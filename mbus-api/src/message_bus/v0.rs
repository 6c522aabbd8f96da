// clippy warning caused by the instrument macro
#![allow(clippy::unit_arg)]

pub use crate::{v0::*, *};
use async_trait::async_trait;

/// Error sending/receiving
/// Common error type for send/receive
#[derive(Debug, Snafu, strum_macros::AsRefStr)]
#[allow(missing_docs)]
pub enum BusError {
    #[snafu(display("Bus Internal error"))]
    MessageBusError { source: Error },
    #[snafu(display("Resource not unique"))]
    NotUnique,
    #[snafu(display("Resource not found"))]
    NotFound,
}

impl From<Error> for BusError {
    fn from(source: Error) -> Self {
        BusError::MessageBusError {
            source,
        }
    }
}

/// Result for sending/receiving
pub type BusResult<T> = Result<T, BusError>;

macro_rules! only_one {
    ($list:ident) => {
        if let Some(obj) = $list.first() {
            if $list.len() > 1 {
                Err(BusError::NotUnique)
            } else {
                Ok(obj.clone())
            }
        } else {
            Err(BusError::NotFound)
        }
    };
}

/// Interface used by the REST service (and other out-of-core collaborators)
/// to interact with the control plane services via the message bus.
#[async_trait]
pub trait MessageBusTrait: Sized {
    /// Get all known nodes from the registry
    #[tracing::instrument(level = "debug", err)]
    async fn get_nodes() -> BusResult<Vec<Node>> {
        Ok(GetNodes {}.request().await?.into_inner())
    }

    /// Get node with `id`
    #[tracing::instrument(level = "debug", err)]
    async fn get_node(id: &NodeId) -> BusResult<Node> {
        let nodes = Self::get_nodes().await?;
        let nodes = nodes
            .into_iter()
            .filter(|n| &n.id == id)
            .collect::<Vec<_>>();
        only_one!(nodes)
    }

    /// Get pool with filter
    #[tracing::instrument(level = "debug", err)]
    async fn get_pool(filter: Filter) -> BusResult<Pool> {
        let pools = Self::get_pools(filter).await?;
        only_one!(pools)
    }

    /// Get pools with filter
    #[tracing::instrument(level = "debug", err)]
    async fn get_pools(filter: Filter) -> BusResult<Vec<Pool>> {
        let pools = GetPools {
            filter,
        }
        .request()
        .await?;
        Ok(pools.into_inner())
    }

    /// create pool
    #[tracing::instrument(level = "debug", err)]
    async fn create_pool(request: CreatePool) -> BusResult<Pool> {
        Ok(request.request().await?)
    }

    /// destroy pool
    #[tracing::instrument(level = "debug", err)]
    async fn destroy_pool(request: DestroyPool) -> BusResult<()> {
        request.request().await?;
        Ok(())
    }

    /// Get replica with filter
    #[tracing::instrument(level = "debug", err)]
    async fn get_replica(filter: Filter) -> BusResult<Replica> {
        let replicas = Self::get_replicas(filter).await?;
        only_one!(replicas)
    }

    /// Get replicas with filter
    #[tracing::instrument(level = "debug", err)]
    async fn get_replicas(filter: Filter) -> BusResult<Vec<Replica>> {
        let replicas = GetReplicas {
            filter,
        }
        .request()
        .await?;
        Ok(replicas.into_inner())
    }

    /// create replica
    #[tracing::instrument(level = "debug", err)]
    async fn create_replica(request: CreateReplica) -> BusResult<Replica> {
        Ok(request.request().await?)
    }

    /// destroy replica
    #[tracing::instrument(level = "debug", err)]
    async fn destroy_replica(request: DestroyReplica) -> BusResult<()> {
        request.request().await?;
        Ok(())
    }

    /// share replica
    #[tracing::instrument(level = "debug", err)]
    async fn share_replica(request: ShareReplica) -> BusResult<String> {
        Ok(request.request().await?)
    }

    /// unshare replica
    #[tracing::instrument(level = "debug", err)]
    async fn unshare_replica(request: UnshareReplica) -> BusResult<()> {
        let _ = request.request().await?;
        Ok(())
    }

    /// Get nexuses with filter
    #[tracing::instrument(level = "debug", err)]
    async fn get_nexuses(filter: Filter) -> BusResult<Vec<Nexus>> {
        let nexuses = GetNexuses {
            filter,
        }
        .request()
        .await?;
        Ok(nexuses.into_inner())
    }

    /// Get nexus with filter
    #[tracing::instrument(level = "debug", err)]
    async fn get_nexus(filter: Filter) -> BusResult<Nexus> {
        let nexuses = Self::get_nexuses(filter).await?;
        only_one!(nexuses)
    }

    /// create nexus
    #[tracing::instrument(level = "debug", err)]
    async fn create_nexus(request: CreateNexus) -> BusResult<Nexus> {
        Ok(request.request().await?)
    }

    /// destroy nexus
    #[tracing::instrument(level = "debug", err)]
    async fn destroy_nexus(request: DestroyNexus) -> BusResult<()> {
        request.request().await?;
        Ok(())
    }

    /// share nexus
    #[tracing::instrument(level = "debug", err)]
    async fn share_nexus(request: ShareNexus) -> BusResult<String> {
        Ok(request.request().await?)
    }

    /// unshare nexus
    #[tracing::instrument(level = "debug", err)]
    async fn unshare_nexus(request: UnshareNexus) -> BusResult<()> {
        request.request().await?;
        Ok(())
    }

    /// add nexus child
    #[tracing::instrument(level = "debug", err)]
    #[allow(clippy::unit_arg)]
    async fn add_nexus_child(request: AddNexusChild) -> BusResult<Child> {
        Ok(request.request().await?)
    }

    /// remove nexus child
    #[tracing::instrument(level = "debug", err)]
    #[allow(clippy::unit_arg)]
    async fn remove_nexus_child(request: RemoveNexusChild) -> BusResult<()> {
        request.request().await?;
        Ok(())
    }

    /// Get volumes with filter
    #[tracing::instrument(level = "debug", err)]
    async fn get_volumes(filter: Filter) -> BusResult<Vec<Volume>> {
        let volumes = GetVolumes {
            filter,
        }
        .request()
        .await?;
        Ok(volumes.into_inner())
    }

    /// Get volume with filter
    #[tracing::instrument(level = "debug", err)]
    async fn get_volume(filter: Filter) -> BusResult<Volume> {
        let volumes = Self::get_volumes(filter).await?;
        only_one!(volumes)
    }

    /// create volume
    #[tracing::instrument(level = "debug", err)]
    async fn create_volume(request: CreateVolume) -> BusResult<Volume> {
        Ok(request.request().await?)
    }

    /// update volume
    #[tracing::instrument(level = "debug", err)]
    async fn update_volume(request: UpdateVolume) -> BusResult<Volume> {
        Ok(request.request().await?)
    }

    /// destroy volume
    #[tracing::instrument(level = "debug", err)]
    async fn destroy_volume(request: DestroyVolume) -> BusResult<()> {
        request.request().await?;
        Ok(())
    }

    /// publish volume
    #[tracing::instrument(level = "debug", err)]
    async fn publish_volume(request: PublishVolume) -> BusResult<Volume> {
        Ok(request.request().await?)
    }

    /// unpublish volume
    #[tracing::instrument(level = "debug", err)]
    async fn unpublish_volume(request: UnpublishVolume) -> BusResult<Volume> {
        Ok(request.request().await?)
    }

    /// import volume
    #[tracing::instrument(level = "debug", err)]
    async fn import_volume(request: ImportVolume) -> BusResult<Volume> {
        Ok(request.request().await?)
    }

    /// Generic JSON gRPC call
    #[tracing::instrument(level = "debug", err)]
    async fn json_grpc_call(
        request: JsonGrpcRequest,
    ) -> BusResult<serde_json::Value> {
        Ok(request.request().await?)
    }
}

/// Implementation of the bus interface trait
pub struct MessageBus {}
impl MessageBusTrait for MessageBus {}

#[cfg(test)]
mod tests {
    use super::*;
    use composer::*;
    use rpc::mayastor::Null;

    async fn bus_init() -> Result<(), Box<dyn std::error::Error>> {
        tokio::time::timeout(std::time::Duration::from_secs(2), async {
            crate::message_bus_init("10.1.0.2".into()).await
        })
        .await?;
        Ok(())
    }
    async fn wait_for_node() -> Result<(), Box<dyn std::error::Error>> {
        let _ = GetNodes {}.request().await?;
        Ok(())
    }
    fn init_tracing() {
        if let Ok(filter) =
            tracing_subscriber::EnvFilter::try_from_default_env()
        {
            tracing_subscriber::fmt().with_env_filter(filter).init();
        } else {
            tracing_subscriber::fmt().with_env_filter("info").init();
        }
    }
    // to avoid waiting for timeouts
    async fn orderly_start(
        test: &ComposeTest,
    ) -> Result<(), Box<dyn std::error::Error>> {
        test.start_containers(vec!["nats", "node"]).await?;

        bus_init().await?;
        wait_for_node().await?;

        test.start("mayastor").await?;

        let mut hdl = test.grpc_handle("mayastor").await?;
        hdl.mayastor.list_nexus(Null {}).await?;
        Ok(())
    }

    #[tokio::test]
    async fn bus() -> Result<(), Box<dyn std::error::Error>> {
        init_tracing();
        let node_name = "node-test-name";
        let test = Builder::new()
            .name("message_bus_backend")
            .add_container_bin(
                "nats",
                Binary::from_nix("nats-server").with_arg("-DV"),
            )
            .add_container_bin("node", Binary::from_dbg("node").with_nats("-n"))
            .add_container_bin(
                "mayastor",
                Binary::from_dbg("mayastor")
                    .with_nats("-n")
                    .with_args(vec!["-N", node_name]),
            )
            .with_clean(true)
            .autorun(false)
            .build()
            .await?;

        orderly_start(&test).await?;

        test_bus_backend(&NodeId::from(node_name), &test).await?;

        // run with --nocapture to see all the logs
        test.logs_all().await?;
        Ok(())
    }

    async fn test_bus_backend(
        node_name: &NodeId,
        test: &ComposeTest,
    ) -> Result<(), Box<dyn std::error::Error>> {
        let nodes = MessageBus::get_nodes().await?;
        tracing::info!("Nodes: {:?}", nodes);
        assert_eq!(nodes.len(), 1);
        assert_eq!(
            nodes.first().unwrap(),
            &Node {
                id: node_name.clone(),
                grpc_endpoint: "0.0.0.0:10124".to_string(),
                state: NodeState::Online,
            }
        );
        let node = MessageBus::get_node(node_name).await?;
        assert_eq!(
            node,
            Node {
                id: node_name.clone(),
                grpc_endpoint: "0.0.0.0:10124".to_string(),
                state: NodeState::Online,
            }
        );

        test.stop("mayastor").await?;

        tokio::time::delay_for(std::time::Duration::from_millis(250)).await;
        assert!(MessageBus::get_nodes().await?.is_empty());

        Ok(())
    }
}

=-=-=-=-=

**What is required**
Give the number of lines in the records above that contain the word "Duration", and nothing more.

**Task solution**
2